Wherever the word "info" occurs in the listing, copy the whole line.
========
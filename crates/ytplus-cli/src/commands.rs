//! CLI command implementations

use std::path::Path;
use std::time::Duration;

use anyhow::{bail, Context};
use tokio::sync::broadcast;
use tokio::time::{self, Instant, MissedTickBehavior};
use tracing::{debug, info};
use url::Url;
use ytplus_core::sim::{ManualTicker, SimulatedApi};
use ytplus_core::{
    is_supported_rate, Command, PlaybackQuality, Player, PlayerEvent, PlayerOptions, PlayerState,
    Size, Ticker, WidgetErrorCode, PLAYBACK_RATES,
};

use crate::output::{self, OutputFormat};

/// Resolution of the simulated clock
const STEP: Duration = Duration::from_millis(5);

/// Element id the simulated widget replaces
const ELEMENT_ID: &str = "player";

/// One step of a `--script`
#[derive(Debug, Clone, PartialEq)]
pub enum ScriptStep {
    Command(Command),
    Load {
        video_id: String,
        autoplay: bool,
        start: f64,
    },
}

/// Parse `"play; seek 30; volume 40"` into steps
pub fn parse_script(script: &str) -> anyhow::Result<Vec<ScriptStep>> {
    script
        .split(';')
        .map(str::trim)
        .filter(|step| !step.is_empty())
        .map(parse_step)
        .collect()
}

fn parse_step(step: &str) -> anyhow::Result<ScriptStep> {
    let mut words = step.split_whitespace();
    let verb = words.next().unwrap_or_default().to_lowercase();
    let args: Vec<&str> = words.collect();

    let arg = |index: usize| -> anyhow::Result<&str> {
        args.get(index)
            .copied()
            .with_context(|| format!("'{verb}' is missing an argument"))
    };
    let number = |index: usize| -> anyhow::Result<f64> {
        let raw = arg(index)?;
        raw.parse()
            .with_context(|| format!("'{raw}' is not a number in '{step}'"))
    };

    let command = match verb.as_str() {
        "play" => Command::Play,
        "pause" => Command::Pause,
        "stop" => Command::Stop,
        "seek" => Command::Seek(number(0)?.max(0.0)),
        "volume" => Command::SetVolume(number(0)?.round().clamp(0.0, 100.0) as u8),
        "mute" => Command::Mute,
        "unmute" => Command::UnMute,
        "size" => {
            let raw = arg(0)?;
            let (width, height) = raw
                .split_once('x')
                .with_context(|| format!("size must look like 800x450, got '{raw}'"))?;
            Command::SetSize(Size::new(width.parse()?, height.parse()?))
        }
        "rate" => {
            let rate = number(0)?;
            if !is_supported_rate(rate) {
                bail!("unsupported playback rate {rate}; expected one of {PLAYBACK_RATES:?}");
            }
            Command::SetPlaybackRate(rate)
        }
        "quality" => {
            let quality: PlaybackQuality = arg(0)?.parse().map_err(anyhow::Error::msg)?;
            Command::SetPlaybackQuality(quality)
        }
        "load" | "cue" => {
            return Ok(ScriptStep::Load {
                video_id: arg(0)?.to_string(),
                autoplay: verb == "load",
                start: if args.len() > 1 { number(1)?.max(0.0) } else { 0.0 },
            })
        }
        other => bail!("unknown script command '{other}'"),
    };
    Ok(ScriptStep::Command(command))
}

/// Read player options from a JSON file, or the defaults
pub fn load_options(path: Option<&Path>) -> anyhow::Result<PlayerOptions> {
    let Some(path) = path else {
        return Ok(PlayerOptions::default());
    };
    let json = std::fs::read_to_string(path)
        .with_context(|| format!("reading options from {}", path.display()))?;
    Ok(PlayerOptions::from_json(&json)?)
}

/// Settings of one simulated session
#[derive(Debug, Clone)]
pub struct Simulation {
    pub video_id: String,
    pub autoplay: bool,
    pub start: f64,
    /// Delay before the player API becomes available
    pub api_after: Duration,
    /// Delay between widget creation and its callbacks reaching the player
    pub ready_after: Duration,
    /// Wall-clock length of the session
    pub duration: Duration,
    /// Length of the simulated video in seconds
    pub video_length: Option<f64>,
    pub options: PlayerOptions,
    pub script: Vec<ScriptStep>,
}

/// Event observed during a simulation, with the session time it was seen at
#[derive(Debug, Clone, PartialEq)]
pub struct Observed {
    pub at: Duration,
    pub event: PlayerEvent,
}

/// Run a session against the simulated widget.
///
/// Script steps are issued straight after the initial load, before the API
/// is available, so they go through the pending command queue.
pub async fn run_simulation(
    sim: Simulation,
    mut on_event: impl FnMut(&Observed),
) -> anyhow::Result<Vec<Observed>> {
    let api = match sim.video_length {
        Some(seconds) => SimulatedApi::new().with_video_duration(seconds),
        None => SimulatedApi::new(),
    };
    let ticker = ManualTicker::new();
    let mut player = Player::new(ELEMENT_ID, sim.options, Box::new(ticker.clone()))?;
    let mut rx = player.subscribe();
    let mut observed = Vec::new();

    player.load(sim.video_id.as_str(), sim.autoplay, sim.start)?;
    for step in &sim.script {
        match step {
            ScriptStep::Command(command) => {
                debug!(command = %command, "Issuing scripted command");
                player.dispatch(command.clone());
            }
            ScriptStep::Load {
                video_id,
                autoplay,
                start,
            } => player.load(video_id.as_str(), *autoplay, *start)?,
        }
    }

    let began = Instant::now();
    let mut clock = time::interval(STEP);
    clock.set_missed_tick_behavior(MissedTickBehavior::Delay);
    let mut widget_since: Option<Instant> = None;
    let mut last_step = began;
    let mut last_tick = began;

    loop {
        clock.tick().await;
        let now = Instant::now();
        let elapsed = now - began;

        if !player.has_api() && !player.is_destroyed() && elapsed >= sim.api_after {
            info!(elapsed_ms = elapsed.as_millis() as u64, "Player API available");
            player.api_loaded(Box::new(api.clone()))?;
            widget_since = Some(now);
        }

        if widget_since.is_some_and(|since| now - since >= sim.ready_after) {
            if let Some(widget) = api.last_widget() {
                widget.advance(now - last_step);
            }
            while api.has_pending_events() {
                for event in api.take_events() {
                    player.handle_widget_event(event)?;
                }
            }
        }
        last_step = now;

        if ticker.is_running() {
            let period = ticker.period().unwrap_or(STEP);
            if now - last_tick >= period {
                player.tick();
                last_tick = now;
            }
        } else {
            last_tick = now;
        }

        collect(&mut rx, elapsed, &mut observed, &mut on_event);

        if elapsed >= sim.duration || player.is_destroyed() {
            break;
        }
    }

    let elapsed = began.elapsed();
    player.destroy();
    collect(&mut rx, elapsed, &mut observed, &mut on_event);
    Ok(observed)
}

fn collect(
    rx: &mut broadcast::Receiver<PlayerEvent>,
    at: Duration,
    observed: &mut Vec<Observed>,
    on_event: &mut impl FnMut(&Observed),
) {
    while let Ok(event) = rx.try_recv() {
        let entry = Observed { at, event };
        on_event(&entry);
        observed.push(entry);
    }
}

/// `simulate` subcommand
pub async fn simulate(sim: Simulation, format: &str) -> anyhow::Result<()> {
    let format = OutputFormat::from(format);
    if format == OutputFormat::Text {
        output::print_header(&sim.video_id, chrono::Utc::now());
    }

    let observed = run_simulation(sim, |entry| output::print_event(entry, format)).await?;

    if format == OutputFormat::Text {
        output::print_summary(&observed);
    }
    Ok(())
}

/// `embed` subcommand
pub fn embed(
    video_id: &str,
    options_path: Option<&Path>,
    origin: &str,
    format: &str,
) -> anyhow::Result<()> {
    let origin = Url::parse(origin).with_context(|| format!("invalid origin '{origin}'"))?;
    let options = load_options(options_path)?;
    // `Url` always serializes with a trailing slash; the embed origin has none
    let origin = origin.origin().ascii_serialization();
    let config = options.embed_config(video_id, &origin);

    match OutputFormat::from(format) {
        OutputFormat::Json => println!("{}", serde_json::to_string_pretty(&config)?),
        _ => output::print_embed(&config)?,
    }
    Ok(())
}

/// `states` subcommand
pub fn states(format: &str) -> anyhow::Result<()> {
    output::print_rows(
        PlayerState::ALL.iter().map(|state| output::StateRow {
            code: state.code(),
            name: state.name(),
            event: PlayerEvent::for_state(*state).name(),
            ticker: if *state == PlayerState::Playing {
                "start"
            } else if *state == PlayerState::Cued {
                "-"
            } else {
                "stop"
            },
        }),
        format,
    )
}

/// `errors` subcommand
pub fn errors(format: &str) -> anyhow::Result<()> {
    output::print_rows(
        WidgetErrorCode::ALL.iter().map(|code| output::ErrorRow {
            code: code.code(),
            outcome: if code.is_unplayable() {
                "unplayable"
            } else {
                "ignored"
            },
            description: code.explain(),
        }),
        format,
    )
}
========
### [RESULT]
use tracing::{debug, info};
            info!(elapsed_ms = elapsed.as_millis() as u64, "Player API available");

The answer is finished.